Instructions for the task –
Among the entries, which lines carry the string "proportional"? Copy every one.
____ Input
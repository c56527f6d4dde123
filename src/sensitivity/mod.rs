//! Sensitivity of the regimes to the choice of k.
//!
//! - [`sweep_k`] — one clustering per k, collected into a [`KCurve`]
//! - [`self_correlation`], [`cross_correlation`], [`label_correlation`] —
//!   correlation matrices for reading a sweep
mod curve;
mod diagnostics;

pub use curve::*;
pub use diagnostics::*;
use super::assign::neighbors;
use super::params::Initialization;
use super::params::Params;
use super::run::RunResult;
use crate::Absorb;
use crate::Cancel;
use crate::Dataset;
use crate::Energy;
use crate::Error;
use crate::Histogram;
use crate::Mean;
use crate::Metric;
use rand::SeedableRng;
use rand::rngs::SmallRng;
use rayon::prelude::*;

/// Clusters `dataset` into `k` regimes by Lloyd relocation under `metric`.
///
/// Runs `params.n_init` independently seeded initializations and returns
/// the one with the lowest inertia (the earliest on ties). Each run
/// alternates two steps until total centroid movement is at most
/// `params.tolerance` or `params.max_iterations` is reached:
///
/// 1. Assign every sample to its nearest centroid, lowest index on ties
/// 2. Move every centroid to the (weighted) mean of its members; a centroid
///    with no members stays where it is
///
/// Configuration and data errors are returned before any iteration runs.
/// Hitting the iteration limit, empty clusters and cancellation are
/// reported on the [`RunResult`]. `cancel` is checked at the top of every
/// iteration; once tripped, the best result so far is returned.
pub fn cluster<M>(
    dataset: &Dataset,
    k: usize,
    metric: &M,
    params: &Params,
    cancel: &Cancel,
) -> Result<RunResult, Error>
where
    M: Metric + ?Sized,
{
    if k == 0 {
        return Err(Error::config("k", "must be at least 1"));
    }
    params.validate()?;
    dataset.validate()?;
    if k > dataset.len() {
        return Err(Error::config(
            "k",
            format!("{} exceeds sample count {}", k, dataset.len()),
        ));
    }
    metric.validate(dataset)?;
    let explicit = params.init.explicit(k, dataset.shape())?;
    log::info!(
        "{:<32}{:<32}",
        "kmeans initializing",
        format!("k={} n={} metric={}", k, dataset.len(), metric.name())
    );
    let lloyd = Lloyd {
        dataset,
        metric,
        params,
        k,
    };
    let mut best = None::<RunResult>;
    let mut cancelled = false;
    for index in 0..params.restarts() {
        let init = match (&explicit, &params.init) {
            (Some(centroids), _) => centroids.clone(),
            (None, Initialization::PlusPlus) => lloyd.plusplus(index),
            (None, _) => lloyd.random(index),
        };
        let run = lloyd.run(index, init, cancel);
        cancelled = run.cancelled();
        best = match best {
            Some(best) if best.inertia() <= run.inertia() => Some(best),
            _ => Some(run),
        };
        if cancelled {
            log::warn!("{:<32}{:<32}", "kmeans cancelled", format!("after init {}", index));
            break;
        }
    }
    let best = best.ok_or_else(|| Error::config("n_init", "must be at least 1"))?;
    log::info!(
        "{:<32}{:<32}",
        "kmeans finished",
        format!(
            "inertia={:.6} iterations={} degenerate={}",
            best.inertia(),
            best.iterations(),
            best.degenerate().len()
        )
    );
    Ok(match cancelled {
        true => best.cancel(),
        false => best,
    })
}

/// One clustering problem, shared read-only by every initialization.
struct Lloyd<'a, M: ?Sized> {
    dataset: &'a Dataset,
    metric: &'a M,
    params: &'a Params,
    k: usize,
}

impl<M> Lloyd<'_, M>
where
    M: Metric + ?Sized,
{
    /// Deterministic stream for one initialization, from (seed, index).
    fn rng(&self, index: usize) -> SmallRng {
        use std::hash::DefaultHasher;
        use std::hash::Hash;
        use std::hash::Hasher;
        let ref mut hasher = DefaultHasher::new();
        self.params.seed.hash(hasher);
        index.hash(hasher);
        SmallRng::seed_from_u64(hasher.finish())
    }

    /// `k` distinct members, uniformly at random.
    fn random(&self, index: usize) -> Vec<Histogram> {
        let ref mut rng = self.rng(index);
        rand::seq::index::sample(rng, self.dataset.len(), self.k)
            .into_iter()
            .map(|i| self.dataset.point(i).clone())
            .collect()
    }

    /// k-means++ seeding.
    /// 1. choose the 1st centroid with probability proportional to sample weight
    /// 2. choose each next centroid with probability proportional to weighted distance from its nearest centroid
    /// 3. if every remaining potential is zero, take the lowest unchosen index
    fn plusplus(&self, index: usize) -> Vec<Histogram> {
        use rand::distr::Distribution;
        use rand::distr::weighted::WeightedIndex;
        let ref mut rng = self.rng(index);
        let n = self.dataset.len();
        let mut nearest = vec![Energy::INFINITY; n];
        let mut chosen = Vec::<usize>::with_capacity(self.k);
        while chosen.len() < self.k {
            let potentials = (0..n)
                .map(|i| match chosen.contains(&i) {
                    true => 0.,
                    false if chosen.is_empty() => self.dataset.weight(i),
                    false => self.dataset.weight(i) * nearest[i],
                })
                .collect::<Vec<Energy>>();
            let i = WeightedIndex::new(potentials.iter())
                .map(|w| w.sample(rng))
                .ok()
                .or_else(|| (0..n).find(|i| !chosen.contains(i)))
                .expect("k does not exceed sample count");
            chosen.push(i);
            let ref x = self.dataset.point(i);
            nearest = self
                .dataset
                .points()
                .par_iter()
                .map(|h| self.metric.distance(h, x))
                .collect::<Vec<Energy>>()
                .into_iter()
                .zip(nearest)
                .map(|(d0, d1)| Energy::min(d0, d1))
                .collect();
        }
        chosen
            .into_iter()
            .map(|i| self.dataset.point(i).clone())
            .collect()
    }

    /// Runs Lloyd iterations from the given centroids until convergence,
    /// the iteration limit, or cancellation.
    fn run(&self, index: usize, mut kmeans: Vec<Histogram>, cancel: &Cancel) -> RunResult {
        let mut iterations = 0;
        let mut converged = false;
        let mut cancelled = false;
        while iterations < self.params.max_iterations {
            if cancel.interrupted() {
                cancelled = true;
                break;
            }
            let labels = self.labels(&kmeans);
            let next = self.centroids(&labels, &kmeans);
            let drift = self.drift(&next, &kmeans);
            kmeans = next;
            iterations += 1;
            log::debug!(
                "{:<32}{:<32}",
                "kmeans iterating",
                format!("init={} t={} drift={:.6}", index, iterations, drift)
            );
            if drift <= self.params.tolerance {
                converged = true;
                break;
            }
        }
        if !converged && !cancelled {
            log::warn!(
                "{:<32}{:<32}",
                "kmeans did not converge",
                format!("init={} after {} iterations", index, iterations)
            );
        }
        let neighbors = neighbors(self.metric, self.dataset, &kmeans);
        let inertia = self.inertia(&neighbors);
        let labels = neighbors.into_iter().map(|(j, _)| j).collect();
        let run = RunResult::new(kmeans, labels, inertia, iterations, converged);
        match cancelled {
            true => run.cancel(),
            false => run,
        }
    }

    /// Nearest centroid of every sample.
    fn labels(&self, kmeans: &[Histogram]) -> Vec<usize> {
        neighbors(self.metric, self.dataset, kmeans)
            .into_iter()
            .map(|(j, _)| j)
            .collect()
    }

    /// Weighted mean of each cluster's members, or the old centroid if empty.
    fn centroids(&self, labels: &[usize], kmeans: &[Histogram]) -> Vec<Histogram> {
        let identity = Mean::empty(self.dataset.shape());
        (0..self.k)
            .into_par_iter()
            .map(|j| {
                labels
                    .iter()
                    .enumerate()
                    .filter(|(_, l)| **l == j)
                    .map(|(i, _)| Mean::from((self.dataset.point(i), self.dataset.weight(i))))
                    .fold(identity.identity(), |acc, m| acc.absorb(&m))
                    .centroid()
                    .unwrap_or_else(|| kmeans[j].clone())
            })
            .collect()
    }

    /// Total distance moved by the centroids this iteration.
    fn drift(&self, news: &[Histogram], olds: &[Histogram]) -> Energy {
        news.iter()
            .zip(olds.iter())
            .map(|(new, old)| match new == old {
                true => 0.,
                false => self.metric.distance(new, old),
            })
            .sum::<Energy>()
    }

    /// Weighted sum of sample-to-centroid distances, in sample order.
    fn inertia(&self, neighbors: &[(usize, Energy)]) -> Energy {
        neighbors
            .iter()
            .enumerate()
            .map(|(i, (_, d))| self.dataset.weight(i) * d)
            .sum::<Energy>()
    }
}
________
Output for this task –
    /// 1. choose the 1st centroid with probability proportional to sample weight
    /// 2. choose each next centroid with probability proportional to weighted distance from its nearest centroid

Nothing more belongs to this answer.